> _Task requirements_
In the listing below, the line containing "if !self.enabled &&" marks the end; copy exactly every line from the first through that one.

> _Records for this exercise_
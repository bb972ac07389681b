//! Auto-play: chain rounds for a chat without anyone sending a start.
//!
//! The controller only keeps the schedule. Starting the round is left to
//! the chat's tick operation, which asks [`AutoPlay::take_due`] first.

use tracing::info;

#[derive(Clone, Debug, Default, PartialEq, Eq)]
pub struct AutoPlay {
    enabled: bool,
    next_start_at: Option<u64>,
    games_in_session: u32,
    delay_ms: u64,
    max_games: Option<u32>,
}

impl AutoPlay {
    pub fn new(delay_ms: u64, max_games: Option<u32>) -> Self {
        Self {
            delay_ms,
            max_games,
            ..Self::default()
        }
    }

    pub fn is_enabled(&self) -> bool {
        self.enabled
    }

    pub fn next_start_at(&self) -> Option<u64> {
        self.next_start_at
    }

    pub fn games_in_session(&self) -> u32 {
        self.games_in_session
    }

    /// Turn auto-play on and start a new session count.
    ///
    /// When the chat is between rounds (`round_finished`) the next start is
    /// scheduled right away; otherwise it waits for the current round to
    /// finish. Enabling twice keeps the running session.
    pub fn enable(&mut self, round_finished: bool, now_ms: u64) {
        if self.enabled {
            return;
        }
        self.enabled = true;
        self.games_in_session = 0;
        if round_finished {
            self.next_start_at = Some(now_ms.saturating_add(self.delay_ms));
        }
        info!(next_start_at = ?self.next_start_at, "auto-play enabled");
    }

    /// Turn auto-play off. Any scheduled start is cancelled.
    pub fn disable(&mut self) {
        if !self.enabled && self.next_start_at.is_none() {
            return;
        }
        self.enabled = false;
        let cancelled = self.next_start_at.take();
        info!(
            cancelled = ?cancelled,
            games = self.games_in_session,
            "auto-play disabled"
        );
    }

    /// A round reached Finished. Returns the scheduled start, if any.
    pub fn on_finished(&mut self, finished_at: u64) -> Option<u64> {
        if !self.enabled {
            return None;
        }
        self.games_in_session = self.games_in_session.saturating_add(1);
        if let Some(max) = self.max_games {
            if self.games_in_session >= max {
                self.enabled = false;
                self.next_start_at = None;
                info!(games = self.games_in_session, "auto-play session limit reached");
                return None;
            }
        }
        let start_at = finished_at.saturating_add(self.delay_ms);
        self.next_start_at = Some(start_at);
        Some(start_at)
    }

    /// Drop a pending start without changing the flag, e.g. when a round
    /// was started by hand.
    pub fn cancel_pending(&mut self) {
        self.next_start_at = None;
    }

    /// Consume the scheduled start if its time has come.
    pub fn take_due(&mut self, now_ms: u64) -> bool {
        match self.next_start_at {
            Some(at) if self.enabled && now_ms >= at => {
                self.next_start_at = None;
                true
            }
            _ => false,
        }
    }
}
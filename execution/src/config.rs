use thiserror::Error;

use crate::round_scheduler::PhaseConfig;

/// What happens when a user bets on a different category than the one they
/// already hold.
#[derive(Clone, Copy, Debug, Default, PartialEq, Eq)]
pub enum BetPolicy {
    /// A user holds one category at a time; a bet elsewhere replaces it.
    #[default]
    SingleCategory,
    /// A user may hold Banker, Player and Tie stakes side by side.
    MultiCategory,
}

#[derive(Debug, Error, PartialEq, Eq)]
pub enum ConfigError {
    #[error("{field} must be greater than zero")]
    ZeroDuration { field: &'static str },
    #[error("{field} must be > 0 (got {value})")]
    InvalidNonZero { field: &'static str, value: u64 },
    #[error("min_bet ({min}) exceeds max_bet ({max})")]
    BetBounds { min: u64, max: u64 },
}

/// Settings for a round engine.
#[derive(Clone, Debug, PartialEq, Eq)]
pub struct EngineConfig {
    pub phases: PhaseConfig,
    /// Delay between a finished round and the next auto-play start.
    pub next_game_delay_ms: u64,
    /// Operations a chat may have waiting before submissions are rejected.
    pub max_pending_ops: usize,
    /// Failed deal attempts tolerated before a round is forced to finish.
    pub max_process_attempts: u32,
    pub bet_policy: BetPolicy,
    pub min_bet: u64,
    pub max_bet: Option<u64>,
    /// Auto-play switches itself off after this many rounds.
    pub max_games_per_session: Option<u32>,
}

impl Default for EngineConfig {
    fn default() -> Self {
        Self {
            phases: PhaseConfig::default(),
            next_game_delay_ms: 5_000,
            max_pending_ops: 64,
            max_process_attempts: 3,
            bet_policy: BetPolicy::default(),
            min_bet: 1,
            max_bet: None,
            max_games_per_session: None,
        }
    }
}

impl EngineConfig {
    pub fn validate(&self) -> Result<(), ConfigError> {
        self.phases.validate()?;
        if self.max_pending_ops == 0 {
            return Err(ConfigError::InvalidNonZero {
                field: "max_pending_ops",
                value: 0,
            });
        }
        if self.max_process_attempts == 0 {
            return Err(ConfigError::InvalidNonZero {
                field: "max_process_attempts",
                value: 0,
            });
        }
        if self.min_bet == 0 {
            return Err(ConfigError::InvalidNonZero {
                field: "min_bet",
                value: 0,
            });
        }
        if let Some(max) = self.max_bet {
            if max < self.min_bet {
                return Err(ConfigError::BetBounds {
                    min: self.min_bet,
                    max,
                });
            }
        }
        if self.max_games_per_session == Some(0) {
            return Err(ConfigError::InvalidNonZero {
                field: "max_games_per_session",
                value: 0,
            });
        }
        Ok(())
    }
}

#[cfg(test)]
mod tests {
    use super::*;

    #[test]
    fn test_default_config_is_valid() {
        assert!(EngineConfig::default().validate().is_ok());
    }

    #[test]
    fn test_rejects_inverted_bet_bounds() {
        let config = EngineConfig {
            min_bet: 100,
            max_bet: Some(10),
            ..EngineConfig::default()
        };
        assert_eq!(
            config.validate(),
            Err(ConfigError::BetBounds { min: 100, max: 10 })
        );
    }

    #[test]
    fn test_rejects_zero_queue_bound() {
        let config = EngineConfig {
            max_pending_ops: 0,
            ..EngineConfig::default()
        };
        let err = config.validate().unwrap_err();
        assert!(err.to_string().contains("max_pending_ops"), "unexpected error: {err}");
    }

    #[test]
    fn test_phase_errors_propagate() {
        let config = EngineConfig {
            phases: PhaseConfig::new(0, 1, 1),
            ..EngineConfig::default()
        };
        assert_eq!(
            config.validate(),
            Err(ConfigError::ZeroDuration { field: "betting_ms" })
        );
    }
}
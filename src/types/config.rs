//! Configuration structures.
//!
//! Configuration is loaded from a JSON file with environment overrides for the
//! default account and customer.

use crate::context::Context;
use crate::tools::PermissionConfig;
use crate::types::{AccountId, CustomerId, Error};
use schemars::JsonSchema;
use serde::{Deserialize, Serialize};
use std::path::Path;
use std::time::Duration;

/// Environment override for the default connected account.
pub const ACCOUNT_ENV: &str = "PAYMENT_TOOLS_ACCOUNT";
/// Environment override for the default customer.
pub const CUSTOMER_ENV: &str = "PAYMENT_TOOLS_CUSTOMER";

/// Global configuration.
#[derive(Debug, Clone, Serialize, Deserialize, Default, JsonSchema)]
pub struct Config {
    /// Tool exposure and default call context.
    #[serde(default)]
    pub toolkit: ToolkitConfig,

    /// Dispatcher behavior.
    #[serde(default)]
    pub dispatch: DispatchConfig,

    /// Observability configuration.
    #[serde(default)]
    pub observability: ObservabilityConfig,
}

impl Config {
    /// Load from a JSON file, then apply environment overrides.
    pub fn from_file(path: impl AsRef<Path>) -> crate::types::Result<Self> {
        let raw = std::fs::read_to_string(path.as_ref())?;
        let mut config: Config = serde_json::from_str(&raw)?;
        config.apply_env_overrides(|key| std::env::var(key).ok())?;
        Ok(config)
    }

    /// Override context defaults from a variable lookup (normally `std::env::var`).
    pub fn apply_env_overrides<F>(&mut self, lookup: F) -> crate::types::Result<()>
    where
        F: Fn(&str) -> Option<String>,
    {
        if let Some(account) = lookup(ACCOUNT_ENV) {
            self.toolkit.context.account =
                Some(AccountId::from_string(account).map_err(Error::config)?);
        }
        if let Some(customer) = lookup(CUSTOMER_ENV) {
            self.toolkit.context.customer =
                Some(CustomerId::from_string(customer).map_err(Error::config)?);
        }
        Ok(())
    }

    /// Session context built from the configured defaults and permissions.
    pub fn context(&self) -> Context {
        Context {
            account: self.toolkit.context.account.clone(),
            customer: self.toolkit.context.customer.clone(),
            permissions: self.toolkit.actions.clone(),
        }
    }

    /// JSON Schema describing this configuration file.
    pub fn json_schema() -> serde_json::Value {
        serde_json::to_value(schemars::schema_for!(Config)).unwrap_or_default()
    }
}

/// Which tools are exposed and with what default context.
#[derive(Debug, Clone, Serialize, Deserialize, Default, JsonSchema)]
pub struct ToolkitConfig {
    /// Allowed actions. Omit to expose every tool.
    #[serde(default, skip_serializing_if = "Option::is_none")]
    pub actions: Option<PermissionConfig>,

    /// Default call context.
    #[serde(default)]
    pub context: ContextDefaults,
}

/// Default account and customer applied to every call.
#[derive(Debug, Clone, Serialize, Deserialize, Default, JsonSchema)]
pub struct ContextDefaults {
    #[serde(default, skip_serializing_if = "Option::is_none")]
    pub account: Option<AccountId>,

    #[serde(default, skip_serializing_if = "Option::is_none")]
    pub customer: Option<CustomerId>,
}

/// How operations that bill a customer obtain one.
#[derive(Debug, Clone, Copy, Default, PartialEq, Eq, Serialize, Deserialize, JsonSchema)]
#[serde(rename_all = "snake_case")]
pub enum CustomerBinding {
    /// Context customer overrides the parameter; one of the two must be present.
    #[default]
    Require,
    /// Parameters are sent as given; the context customer is ignored.
    Passthrough,
}

/// Dispatcher configuration.
#[derive(Debug, Clone, PartialEq, Serialize, Deserialize, JsonSchema)]
#[serde(default)]
pub struct DispatchConfig {
    /// Customer binding policy for invoicing operations.
    pub customer_binding: CustomerBinding,

    /// Deadline for a single payments API call.
    #[serde(with = "humantime_serde")]
    #[schemars(with = "String")]
    pub call_timeout: Duration,
}

impl Default for DispatchConfig {
    fn default() -> Self {
        Self {
            customer_binding: CustomerBinding::Require,
            call_timeout: Duration::from_secs(30),
        }
    }
}

/// Observability configuration.
#[derive(Debug, Clone, Serialize, Deserialize, JsonSchema)]
#[serde(default)]
pub struct ObservabilityConfig {
    /// Tracing log level (trace, debug, info, warn, error).
    pub log_level: String,

    /// Enable JSON log formatting.
    pub json_logs: bool,
}

impl Default for ObservabilityConfig {
    fn default() -> Self {
        Self {
            log_level: "info".to_string(),
            json_logs: false,
        }
    }
}
//! Built-in payment operations: names, agent-facing descriptions, parameter
//! schemas and required actions.

use crate::tools::access::{Actions, Operation, Resource};
use crate::tools::catalog::{Method, ToolEntry};
use crate::tools::schema::{ParamDef, ParamSchema, ParamType};

const CREATE_CUSTOMER: &str = "\
This tool will create a customer in the payments account.

It takes two arguments:
- name (str): The name of the customer.
- email (str, optional): The email of the customer.";

const LIST_CUSTOMERS: &str = "\
This tool will fetch a list of customers from the payments account.

It takes two optional arguments:
- limit (int, optional): The number of customers to return (1-100).
- email (str, optional): A case-sensitive filter on the customer email.";

const CREATE_PRODUCT: &str = "\
This tool will create a product in the payments account.

It takes two arguments:
- name (str): The name of the product.
- description (str, optional): The description of the product.";

const LIST_PRODUCTS: &str = "\
This tool will fetch a list of products from the payments account.

It takes one optional argument:
- limit (int, optional): The number of products to return (1-100).";

const CREATE_PRICE: &str = "\
This tool will create a price for an existing product.

It takes three arguments:
- product (str): The ID of the product to create the price for.
- unit_amount (int): The unit amount of the price in the smallest currency unit.
- currency (str): The three-letter ISO currency code of the price.";

const LIST_PRICES: &str = "\
This tool will fetch a list of prices from the payments account.

It takes two optional arguments:
- product (str, optional): Only return prices for this product.
- limit (int, optional): The number of prices to return (1-100).";

const CREATE_PAYMENT_LINK: &str = "\
This tool will create a payment link for a single price.

It takes two arguments:
- price (str): The ID of the price to sell.
- quantity (int): The quantity of the product to include.";

const CREATE_INVOICE: &str = "\
This tool will create an invoice for a customer.

It takes three arguments:
- customer (str, optional): The ID of the customer. Defaults to the session's customer.
- days_until_due (int, optional): The number of days until the invoice is due.
- items (list, optional): Line items, each with a price (str) and quantity (int, optional).";

const CREATE_INVOICE_ITEM: &str = "\
This tool will add an invoice item to an existing invoice.

It takes three arguments:
- customer (str, optional): The ID of the customer. Defaults to the session's customer.
- price (str): The ID of the price for the item.
- invoice (str): The ID of the invoice to attach the item to.";

const FINALIZE_INVOICE: &str = "\
This tool will finalize a draft invoice so it can be paid.

It takes one argument:
- invoice (str): The ID of the invoice to finalize.";

const RETRIEVE_BALANCE: &str = "\
This tool will retrieve the balance of the payments account.

It takes no input.";

const CREATE_REFUND: &str = "\
This tool will refund a payment intent.

It takes two arguments:
- payment_intent (str): The ID of the payment intent to refund.
- amount (int, optional): The amount to refund in the smallest currency unit. Defaults to the full amount.";

const CANCEL_SUBSCRIPTION: &str = "\
This tool will cancel a subscription immediately.

It takes one argument:
- subscription (str): The ID of the subscription to cancel.";

fn requires(resource: Resource, operation: Operation) -> Actions {
    let mut actions = Actions::new();
    actions.entry(resource).or_default().insert(operation);
    actions
}

fn entry(
    method: Method,
    name: &str,
    description: &str,
    params: Vec<ParamDef>,
    actions: Actions,
) -> ToolEntry {
    ToolEntry {
        method,
        name: name.to_string(),
        description: description.to_string(),
        parameters: ParamSchema::new(params),
        actions,
    }
}

fn list_limit() -> ParamDef {
    ParamDef::optional(
        "limit",
        ParamType::int_between(1, 100),
        "Number of objects to return (1-100)",
    )
}

fn invoice_line_item() -> ParamSchema {
    ParamSchema::new(vec![
        ParamDef::required("price", ParamType::NonEmptyString, "Price ID"),
        ParamDef::optional("quantity", ParamType::int_at_least(1), "Quantity"),
    ])
}

/// Catalog entries in listing order.
pub(crate) fn builtin_entries() -> Vec<ToolEntry> {
    use Operation::{Create, Read, Update};
    use ParamType::NonEmptyString;

    vec![
        entry(
            Method::CreateCustomer,
            "Create Customer",
            CREATE_CUSTOMER,
            vec![
                ParamDef::required("name", NonEmptyString, "Customer name"),
                ParamDef::optional("email", ParamType::String, "Customer email"),
            ],
            requires(Resource::Customers, Create),
        ),
        entry(
            Method::ListCustomers,
            "List Customers",
            LIST_CUSTOMERS,
            vec![
                list_limit(),
                ParamDef::optional("email", ParamType::String, "Filter by email"),
            ],
            requires(Resource::Customers, Read),
        ),
        entry(
            Method::CreateProduct,
            "Create Product",
            CREATE_PRODUCT,
            vec![
                ParamDef::required("name", NonEmptyString, "Product name"),
                ParamDef::optional("description", ParamType::String, "Product description"),
            ],
            requires(Resource::Products, Create),
        ),
        entry(
            Method::ListProducts,
            "List Products",
            LIST_PRODUCTS,
            vec![list_limit()],
            requires(Resource::Products, Read),
        ),
        entry(
            Method::CreatePrice,
            "Create Price",
            CREATE_PRICE,
            vec![
                ParamDef::required("product", NonEmptyString, "Product ID"),
                ParamDef::required(
                    "unit_amount",
                    ParamType::int_at_least(0),
                    "Unit amount in the smallest currency unit",
                ),
                ParamDef::required("currency", ParamType::Currency, "Three-letter ISO currency code"),
            ],
            requires(Resource::Prices, Create),
        ),
        entry(
            Method::ListPrices,
            "List Prices",
            LIST_PRICES,
            vec![
                ParamDef::optional("product", NonEmptyString, "Only prices for this product"),
                list_limit(),
            ],
            requires(Resource::Prices, Read),
        ),
        entry(
            Method::CreatePaymentLink,
            "Create Payment Link",
            CREATE_PAYMENT_LINK,
            vec![
                ParamDef::required("price", NonEmptyString, "Price ID"),
                ParamDef::required("quantity", ParamType::int_at_least(1), "Quantity"),
            ],
            requires(Resource::PaymentLinks, Create),
        ),
        entry(
            Method::CreateInvoice,
            "Create Invoice",
            CREATE_INVOICE,
            vec![
                ParamDef::optional("customer", NonEmptyString, "Customer ID"),
                ParamDef::optional(
                    "days_until_due",
                    ParamType::int_at_least(0),
                    "Days until the invoice is due",
                ),
                ParamDef::optional(
                    "items",
                    ParamType::ObjectList(invoice_line_item()),
                    "Invoice line items",
                ),
            ],
            requires(Resource::Invoices, Create),
        ),
        entry(
            Method::CreateInvoiceItem,
            "Create Invoice Item",
            CREATE_INVOICE_ITEM,
            vec![
                ParamDef::optional("customer", NonEmptyString, "Customer ID"),
                ParamDef::required("price", NonEmptyString, "Price ID"),
                ParamDef::required("invoice", NonEmptyString, "Invoice ID"),
            ],
            requires(Resource::InvoiceItems, Create),
        ),
        entry(
            Method::FinalizeInvoice,
            "Finalize Invoice",
            FINALIZE_INVOICE,
            vec![ParamDef::required("invoice", NonEmptyString, "Invoice ID")],
            requires(Resource::Invoices, Update),
        ),
        entry(
            Method::RetrieveBalance,
            "Retrieve Balance",
            RETRIEVE_BALANCE,
            Vec::new(),
            requires(Resource::Balance, Read),
        ),
        entry(
            Method::CreateRefund,
            "Create Refund",
            CREATE_REFUND,
            vec![
                ParamDef::required("payment_intent", NonEmptyString, "Payment intent ID"),
                ParamDef::optional(
                    "amount",
                    ParamType::int_at_least(0),
                    "Amount to refund in the smallest currency unit",
                ),
            ],
            requires(Resource::Refunds, Create),
        ),
        entry(
            Method::CancelSubscription,
            "Cancel Subscription",
            CANCEL_SUBSCRIPTION,
            vec![ParamDef::required("subscription", NonEmptyString, "Subscription ID")],
            requires(Resource::Subscriptions, Update),
        ),
    ]
}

> _Response to the exercise_
repository bb972ac07389681b
//! Auto-play: chain rounds for a chat without anyone sending a start.
//!
//! The controller only keeps the schedule. Starting the round is left to
//! the chat's tick operation, which asks [`AutoPlay::take_due`] first.

use tracing::info;

#[derive(Clone, Debug, Default, PartialEq, Eq)]
pub struct AutoPlay {
    enabled: bool,
    next_start_at: Option<u64>,
    games_in_session: u32,
    delay_ms: u64,
    max_games: Option<u32>,
}

impl AutoPlay {
    pub fn new(delay_ms: u64, max_games: Option<u32>) -> Self {
        Self {
            delay_ms,
            max_games,
            ..Self::default()
        }
    }

    pub fn is_enabled(&self) -> bool {
        self.enabled
    }

    pub fn next_start_at(&self) -> Option<u64> {
        self.next_start_at
    }

    pub fn games_in_session(&self) -> u32 {
        self.games_in_session
    }

    /// Turn auto-play on and start a new session count.
    ///
    /// When the chat is between rounds (`round_finished`) the next start is
    /// scheduled right away; otherwise it waits for the current round to
    /// finish. Enabling twice keeps the running session.
    pub fn enable(&mut self, round_finished: bool, now_ms: u64) {
        if self.enabled {
            return;
        }
        self.enabled = true;
        self.games_in_session = 0;
        if round_finished {
            self.next_start_at = Some(now_ms.saturating_add(self.delay_ms));
        }
        info!(next_start_at = ?self.next_start_at, "auto-play enabled");
    }

    /// Turn auto-play off. Any scheduled start is cancelled.
    pub fn disable(&mut self) {
        if !self.enabled && self.next_start_at.is_none() {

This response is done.